=== SUPPLIED RECORDS ===

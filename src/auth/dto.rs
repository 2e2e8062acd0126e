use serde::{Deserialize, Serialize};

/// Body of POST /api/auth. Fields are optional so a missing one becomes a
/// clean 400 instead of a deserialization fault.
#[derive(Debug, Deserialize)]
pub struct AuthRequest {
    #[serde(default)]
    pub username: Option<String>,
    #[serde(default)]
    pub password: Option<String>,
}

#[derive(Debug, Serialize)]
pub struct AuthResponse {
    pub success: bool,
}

===

■ TO DO ■
Transcribe all of the data so that each line matches the source exactly.

■ YOUR SOLUTION ■
filename src/auth/dto.rs
repository 2e2e8062acd0126e
use serde::{Deserialize, Serialize};

/// Body of POST /api/auth. Fields are optional so a missing one becomes a
/// clean 400 instead of a deserialization fault.
#[derive(Debug, Deserialize)]
pub struct AuthRequest {
    #[serde(default)]
    pub username: Option<String>,
    #[serde(default)]
    pub password: Option<String>,
}

#[derive(Debug, Serialize)]
pub struct AuthResponse {
    pub success: bool,
}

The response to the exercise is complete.